A dormer is like a small room set into a roof. It has its own roof and three walls that jut out from the house roof. A typical dormer has one or more windows on the front and side walls that are framed much like house walls, with top and bottom plates and vertical studs. Dormer roofs normally are covered with the same type of roofing as the house. Walls may be finished with siding to match the house or shingles to match the roof. Shingle techniques will vary with the type, but the basics are the same.
Things You'll Need
Level or plumb bob
Shingles, type varies
Corrosion-resistant shingle nails
Utility knife or saw
Install metal flashing at all wall-roof intersections and around windows. Fasten a vertical side of flashing to the wall with galvanized flashing nails and a hammer and lay the other side flat on the roof. Put flashing up the sides of the two walls and across the bottom of the front wall. Set flashing around windows with one side against the wall, the other inside the window framing.

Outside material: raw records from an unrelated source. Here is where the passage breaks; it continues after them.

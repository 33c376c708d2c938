//! Authentication middleware and extractors for axum.
//!
//! The middleware uses the `SessionValidator` port, so the same layer serves
//! HS256 JWTs in production and fixed tokens in development and tests.
//!
//! ```text
//! Request → auth_middleware → injects AuthenticatedUser into extensions
//!                                      ↓
//!                              Handler → RequireAuth extractor reads from extensions
//! ```

use std::sync::Arc;

use async_trait::async_trait;
use axum::{
    extract::{FromRequestParts, Request, State},
    http::{request::Parts, StatusCode},
    middleware::Next,
    response::{IntoResponse, Response},
    Json,
};

use crate::adapters::http::error::ErrorResponse;
use crate::domain::foundation::{AuthError, AuthenticatedUser};
use crate::ports::SessionValidator;

/// Auth middleware state - wraps the session validator.
pub type AuthState = Arc<dyn SessionValidator>;

/// Validates `Authorization: Bearer <token>` and injects the user.
///
/// Requests without a token pass through untouched; routes that need a
/// user reject them through `RequireAuth`. A token that fails validation is
/// answered with 401 here (503 when the validator itself is down).
pub async fn auth_middleware(
    State(validator): State<AuthState>,
    mut request: Request,
    next: Next,
) -> Response {
    let token = request
        .headers()
        .get(axum::http::header::AUTHORIZATION)
        .and_then(|h| h.to_str().ok())
        .and_then(|h| h.strip_prefix("Bearer "))
        .map(str::trim)
        .filter(|t| !t.is_empty())
        .map(str::to_string);

    let Some(token) = token else {
        return next.run(request).await;
    };

    match validator.validate(&token).await {
        Ok(user) => {
            tracing::debug!(user_id = %user.id, role = %user.role, "Request authenticated");
            request.extensions_mut().insert(user);
            next.run(request).await
        }
        Err(e) => {
            let status = match &e {
                AuthError::ServiceUnavailable(msg) => {
                    tracing::error!(error = %msg, "Auth service unavailable");
                    StatusCode::SERVICE_UNAVAILABLE
                }
                AuthError::InsufficientPermissions => StatusCode::FORBIDDEN,
                _ => StatusCode::UNAUTHORIZED,
            };
            (status, Json(ErrorResponse::new("AUTH_ERROR", e.to_string()))).into_response()
        }
    }
}

/// Extractor that requires authentication.
///
/// ```ignore
/// async fn my_handler(RequireAuth(user): RequireAuth) -> impl IntoResponse {
///     format!("Hello, {}!", user.email)
/// }
/// ```
#[derive(Debug, Clone)]
pub struct RequireAuth(pub AuthenticatedUser);

#[async_trait]
impl<S> FromRequestParts<S> for RequireAuth
where
    S: Send + Sync,
{
    type Rejection = AuthRejection;

    async fn from_request_parts(parts: &mut Parts, _state: &S) -> Result<Self, Self::Rejection> {
        parts
            .extensions
            .get::<AuthenticatedUser>()
            .cloned()
            .map(RequireAuth)
            .ok_or(AuthRejection::Unauthenticated)
    }
}

/// Rejection type for authentication failures.
#[derive(Debug, Clone)]
pub enum AuthRejection {
    /// No valid authentication token was provided.
    Unauthenticated,
}

impl IntoResponse for AuthRejection {
    fn into_response(self) -> Response {
        match self {
            AuthRejection::Unauthenticated => (
                StatusCode::UNAUTHORIZED,
                Json(ErrorResponse::new("UNAUTHENTICATED", "Authentication required")),
            )
                .into_response(),
        }
    }
}

#[cfg(test)]
mod tests {
    use super::*;
    use crate::adapters::auth::MockSessionValidator;
    use crate::domain::foundation::{Role, UserId};
    use axum::{body::Body, middleware, routing::get, Router};
    use tower::ServiceExt;

    fn test_user() -> AuthenticatedUser {
        AuthenticatedUser::new(
            UserId::new("student-1").unwrap(),
            "s1@example.com",
            Some("Sam".to_string()),
            Role::Student,
        )
    }

    fn app(validator: MockSessionValidator) -> Router {
        let state: AuthState = Arc::new(validator);
        Router::new()
            .route(
                "/me",
                get(|RequireAuth(user): RequireAuth| async move { user.id.to_string() }),
            )
            .route("/open", get(|| async { "ok" }))
            .layer(middleware::from_fn_with_state(state, auth_middleware))
    }

    fn request(uri: &str, token: Option<&str>) -> axum::http::Request<Body> {
        let mut builder = axum::http::Request::builder().uri(uri);
        if let Some(token) = token {
            builder = builder.header("Authorization", format!("Bearer {}", token));
        }
        builder.body(Body::empty()).unwrap()
    }

    #[tokio::test]
    async fn valid_token_reaches_handler() {
        let app = app(MockSessionValidator::new().with_user("good", test_user()));

        let response = app.oneshot(request("/me", Some("good"))).await.unwrap();

        assert_eq!(response.status(), StatusCode::OK);
    }

    #[tokio::test]
    async fn invalid_token_is_rejected_before_handler() {
        let app = app(MockSessionValidator::new());

        let response = app.oneshot(request("/open", Some("forged"))).await.unwrap();

        assert_eq!(response.status(), StatusCode::UNAUTHORIZED);
    }

    #[tokio::test]
    async fn missing_token_only_blocks_protected_routes() {
        let open = app(MockSessionValidator::new())
            .oneshot(request("/open", None))
            .await
            .unwrap();
        let protected = app(MockSessionValidator::new())
            .oneshot(request("/me", None))
            .await
            .unwrap();

        assert_eq!(open.status(), StatusCode::OK);
        assert_eq!(protected.status(), StatusCode::UNAUTHORIZED);
    }

    #[tokio::test]
    async fn validator_outage_is_503() {
        let app = app(
            MockSessionValidator::new().with_error(AuthError::service_unavailable("jwks down")),
        );

        let response = app.oneshot(request("/me", Some("any"))).await.unwrap();

        assert_eq!(response.status(), StatusCode::SERVICE_UNAVAILABLE);
    }

    #[test]
    fn auth_state_is_send_sync() {
        fn assert_send_sync<T: Send + Sync>() {}
        assert_send_sync::<AuthState>();
        assert_send_sync::<RequireAuth>();
    }
}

Put a housewrap membrane over the dormer walls and roof intersections. Fasten this in place with a construction stapler. Seal edges around a window with tape complementary to the type of housewrap. Staple roofing paper over the housewrap if the shingle manufacturer specifications call for it.
Shingle the house roof around the dormer first, so shingles on dormer walls will cover the edge where the roof shingle abuts the wall. Use a level or plumb bob to snap a vertical line one shingle width inside a dormer corner, as a guide to keep shingles straight up the wall.

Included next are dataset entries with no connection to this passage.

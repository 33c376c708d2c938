//! Session status state machine.
//!
//! ```text
//!  available ──book──► pending ──confirm──► scheduled ──complete──► completed
//!                                  ▲            │  │                    │
//!                paid (legacy) ────┘      cancel│  │no-show             │no-show
//!                                               ▼  ▼                    ▼
//!                                        cancelled  no-show ◄───────────┘
//!                                               │      │
//!                                               └──────┴──refund──► refunded
//! ```
//!
//! `scheduled` is the canonical "payment confirmed, session locked in"
//! state. `paid` exists only so legacy records still deserialize; the next
//! confirmation normalizes it to `scheduled`.

use serde::{Deserialize, Serialize};
use std::fmt;
use std::str::FromStr;

use crate::domain::foundation::{Role, StateMachine, ValidationError};

/// Lifecycle status of a session. Wire strings are fixed.
#[derive(Debug, Clone, Copy, PartialEq, Eq, Hash, Serialize, Deserialize)]
#[serde(rename_all = "kebab-case")]
pub enum SessionStatus {
    Available,
    Pending,
    Paid,
    Scheduled,
    Completed,
    Cancelled,
    NoShow,
    Refunded,
}

impl SessionStatus {
    pub const ALL: [SessionStatus; 8] = [
        SessionStatus::Available,
        SessionStatus::Pending,
        SessionStatus::Paid,
        SessionStatus::Scheduled,
        SessionStatus::Completed,
        SessionStatus::Cancelled,
        SessionStatus::NoShow,
        SessionStatus::Refunded,
    ];

    pub fn as_str(&self) -> &'static str {
        match self {
            SessionStatus::Available => "available",
            SessionStatus::Pending => "pending",
            SessionStatus::Paid => "paid",
            SessionStatus::Scheduled => "scheduled",
            SessionStatus::Completed => "completed",
            SessionStatus::Cancelled => "cancelled",
            SessionStatus::NoShow => "no-show",
            SessionStatus::Refunded => "refunded",
        }
    }

    /// Payment has been confirmed and the slot is locked in.
    pub fn is_confirmed(&self) -> bool {
        matches!(self, SessionStatus::Scheduled | SessionStatus::Paid)
    }

    /// Label shown to a viewer; confirmed sessions read differently per role.
    pub fn display_label(&self, viewer: Role) -> &'static str {
        match (self, viewer) {
            (SessionStatus::Scheduled | SessionStatus::Paid, Role::Student) => "Confirmed",
            (SessionStatus::Scheduled | SessionStatus::Paid, Role::Provider) => "Upcoming",
            (SessionStatus::Scheduled | SessionStatus::Paid, Role::Admin) => "Scheduled",
            (SessionStatus::Available, _) => "Available",
            (SessionStatus::Pending, _) => "Awaiting payment",
            (SessionStatus::Completed, _) => "Completed",
            (SessionStatus::Cancelled, _) => "Cancelled",
            (SessionStatus::NoShow, _) => "No-show",
            (SessionStatus::Refunded, _) => "Refunded",
        }
    }
}

impl StateMachine for SessionStatus {
    fn can_transition_to(&self, target: &Self) -> bool {
        self.valid_transitions().contains(target)
    }

    fn valid_transitions(&self) -> Vec<Self> {
        use SessionStatus::*;
        match self {
            Available => vec![Pending],
            Pending => vec![Scheduled],
            Paid => vec![Scheduled],
            Scheduled => vec![Completed, Cancelled, NoShow],
            Completed => vec![NoShow],
            Cancelled => vec![Refunded],
            NoShow => vec![Refunded],
            Refunded => vec![],
        }
    }
}

impl fmt::Display for SessionStatus {
    fn fmt(&self, f: &mut fmt::Formatter<'_>) -> fmt::Result {
        f.write_str(self.as_str())
    }
}

impl FromStr for SessionStatus {
    type Err = ValidationError;

    fn from_str(s: &str) -> Result<Self, Self::Err> {
        let key = s.trim().to_lowercase();
        SessionStatus::ALL
            .into_iter()
            .find(|status| status.as_str() == key)
            .ok_or_else(|| {
                ValidationError::invalid_format("status", format!("unknown status '{}'", s.trim()))
            })
    }
}

/// Kind of session, as stored on the record.
///
/// Virtual tours are counselor-led and stored as `counseling`.
#[derive(Debug, Clone, Copy, PartialEq, Eq, Hash, Serialize, Deserialize)]
#[serde(rename_all = "kebab-case")]
pub enum SessionType {
    Tutoring,
    Counseling,
    TestPrep,
}

impl SessionType {
    pub fn as_str(&self) -> &'static str {
        match self {
            SessionType::Tutoring => "Tutoring",
            SessionType::Counseling => "Counseling",
            SessionType::TestPrep => "Test prep",
        }
    }
}

impl fmt::Display for SessionType {
    fn fmt(&self, f: &mut fmt::Formatter<'_>) -> fmt::Result {
        f.write_str(self.as_str())
    }
}

impl From<crate::domain::directory::ServiceKind> for SessionType {
    fn from(service: crate::domain::directory::ServiceKind) -> Self {
        use crate::domain::directory::ServiceKind;
        match service {
            ServiceKind::Tutoring => SessionType::Tutoring,
            ServiceKind::TestPrep => SessionType::TestPrep,
            ServiceKind::Counseling | ServiceKind::VirtualTour => SessionType::Counseling,
        }
    }
}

Lay the bottom course of shingles first, starting with the front wall. Put on a starter course of shingles the width of the wall, leaving a 3/4-inch gap above the roof at the bottom. Nail shingles through the top of each shingle; the number of nails will depend on the type and size of the shingle so check recommendations of the supplier. Use corrosion-resistant nails and drive the heads flush with the shingle.
Add a second course of shingles on top of the first layer, but with the shingle bottoms extending down to about 1/2-inch above the roof. Start a second course or layer with a half-width shingle, so the vertical seams do not align. Overlap shingles from the top by about half a shingle length. Keep the bottom of the row straight.

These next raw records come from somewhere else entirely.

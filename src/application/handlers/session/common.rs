//! Load/persist/publish steps every session handler repeats.

use crate::domain::foundation::{CommandMetadata, SerializableDomainEvent, SessionId};
use crate::domain::session::{Session, SessionError, SessionEvent};
use crate::ports::{EventPublisher, SessionRepository};

use super::meetings::{MeetingOutcome, MeetingScheduler};

pub(crate) async fn load(
    repository: &dyn SessionRepository,
    id: SessionId,
) -> Result<Session, SessionError> {
    repository
        .find_by_id(&id)
        .await?
        .ok_or_else(|| SessionError::not_found(id))
}

/// Writes the session and adopts the stored version.
pub(crate) async fn persist(
    repository: &dyn SessionRepository,
    session: &mut Session,
) -> Result<(), SessionError> {
    let version = repository.upsert(session).await?;
    session.set_version(version);
    Ok(())
}

/// Publishes after the write has committed. A failed publish is logged, not
/// returned: the state change already happened.
pub(crate) async fn publish(
    publisher: &dyn EventPublisher,
    event: &SessionEvent,
    metadata: &CommandMetadata,
) {
    let envelope = match event.to_envelope() {
        Ok(envelope) => envelope
            .with_correlation_id(metadata.correlation_id())
            .with_user_id(metadata.actor.user_id.to_string()),
        Err(e) => {
            tracing::error!(session_id = %event.session_id(), error = %e, "Event serialization failed");
            return;
        }
    };

    if let Err(e) = publisher.publish(envelope).await {
        tracing::warn!(
            session_id = %event.session_id(),
            error = %e,
            "Event publication failed"
        );
    }
}

fn meeting_topic(session: &Session) -> String {
    match session.subject() {
        Some(subject) => format!("{} session: {}", session.session_type(), subject),
        None => format!("{} session", session.session_type()),
    }
}

/// Requests a meeting for a confirmed session and stores the link.
///
/// Never fails the caller. A missing link or a failed save comes back as a
/// warning, and `session` is left as it was last stored.
pub(crate) async fn attach_meeting(
    meetings: &MeetingScheduler,
    repository: &dyn SessionRepository,
    publisher: &dyn EventPublisher,
    session: &mut Session,
    host_email: Option<String>,
    metadata: &CommandMetadata,
) -> Option<String> {
    let stored = session.clone();
    let topic = meeting_topic(session);
    match meetings.attach(session, topic, host_email).await {
        MeetingOutcome::Attached(event) => match persist(repository, session).await {
            Ok(()) => {
                publish(publisher, &event, metadata).await;
                None
            }
            Err(e) => {
                tracing::error!(
                    session_id = %session.id(),
                    error = %e,
                    "Meeting link could not be saved"
                );
                *session = stored;
                Some(format!(
                    "Session confirmed, but the meeting link could not be saved: {}",
                    e
                ))
            }
        },
        MeetingOutcome::Skipped(warning) => Some(warning),
    }
}
//! HTTP handler for the provider search step of the booking wizard.

use axum::extract::{Json, State};
use axum::response::IntoResponse;

use crate::domain::matching::MatchQuery;

use super::super::state::AppState;
use super::dto::{PlanResponse, ProviderResponse, ProviderSearchResponse};

/// POST /api/providers/search - Providers qualifying for the wizard answers
///
/// Open to anonymous visitors; browsing happens before sign-in.
pub async fn search_providers(
    State(state): State<AppState>,
    Json(query): Json<MatchQuery>,
) -> impl IntoResponse {
    let result = state.find_providers_handler().handle(&query);
    tracing::debug!(
        service = ?query.service,
        matched = result.providers.len(),
        used_fallback = result.used_fallback,
        "Provider search"
    );

    Json(ProviderSearchResponse {
        providers: result.providers.iter().map(ProviderResponse::from).collect(),
        used_fallback: result.used_fallback,
        plans: result.plans.iter().map(PlanResponse::from).collect(),
    })
}
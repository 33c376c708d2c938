//! Stripe payment provider adapter.
//!
//! Implements the `PaymentProvider` port for Stripe integration, including:
//! - Checkout sessions for confirmed bookings
//! - Payment status lookups
//! - Refunds priced by the cancellation and no-show policies
//! - Webhook signature verification
//!
//! # Security
//!
//! - Webhook signatures use HMAC-SHA256 with constant-time comparison
//! - Timestamps are validated to prevent replay attacks (5-minute window)
//! - All secrets are handled via `secrecy::SecretString`
//!
//! # Configuration
//!
//! - `TUTORHUB__PAYMENT__API_KEY`: Stripe secret API key
//! - `TUTORHUB__PAYMENT__WEBHOOK_SECRET`: Webhook signing secret (whsec_...)

mod mock_payment_provider;
mod stripe_adapter;
mod webhook_types;

pub use mock_payment_provider::{MethodCall, MockPaymentProvider};
pub use stripe_adapter::{compute_signature, StripeConfig, StripePaymentAdapter};
pub use webhook_types::{
    SignatureHeader, SignatureParseError, StripeCheckoutSession, StripePaymentIntent,
    StripeRefund, StripeWebhookEvent,
};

Cut shingles to fit around the window opening, both horizontally and vertically. Trim shingles with a utility knife or saw; most types of shingle can be snapped apart after first marking a deep cut line with a utility knife. Put shingles around windows before the outside finish trim is added.
Snap a horizontal chalk line about shingle height on the side walls, where the roof intersections slope. Set the top of a shingle level with this line and mark the bottom for the angle of the roof. Cut the bottom to that angle and nail the shingle in place, butted up against the edge of the front wall shingle. Trim individual shingles to the slope of the roof and install a first course to the end of the wall.
Install a second bottom course like the first, trimming shingles to the slope. Begin a second full course with a half-shingle and add courses up to the roof line; shingles should not need trimming on additional courses until the roof line. Trim shingles on the top course to run right to the bottom of the roof framing.
Finish dormer wall shingles with wood trim, typically 1-by-4-inch boards. Put trim on both dormer corners to cover shingle ends on both sides, along the wall tops where they meet the roof and around a window. Nail trim with corrosion-resistant nails through the shingles into the dormer framing.
Adapt the installation technique to the type of shingle. Cedar or other wood or fiber cement shingles are installed as separate shingles. Metal shingle tiles are similar to cedar or wood, but must be cut with tin snips or metal saws. Asphalt or composition shingles may be either individual shingles or three-tab wide shingles.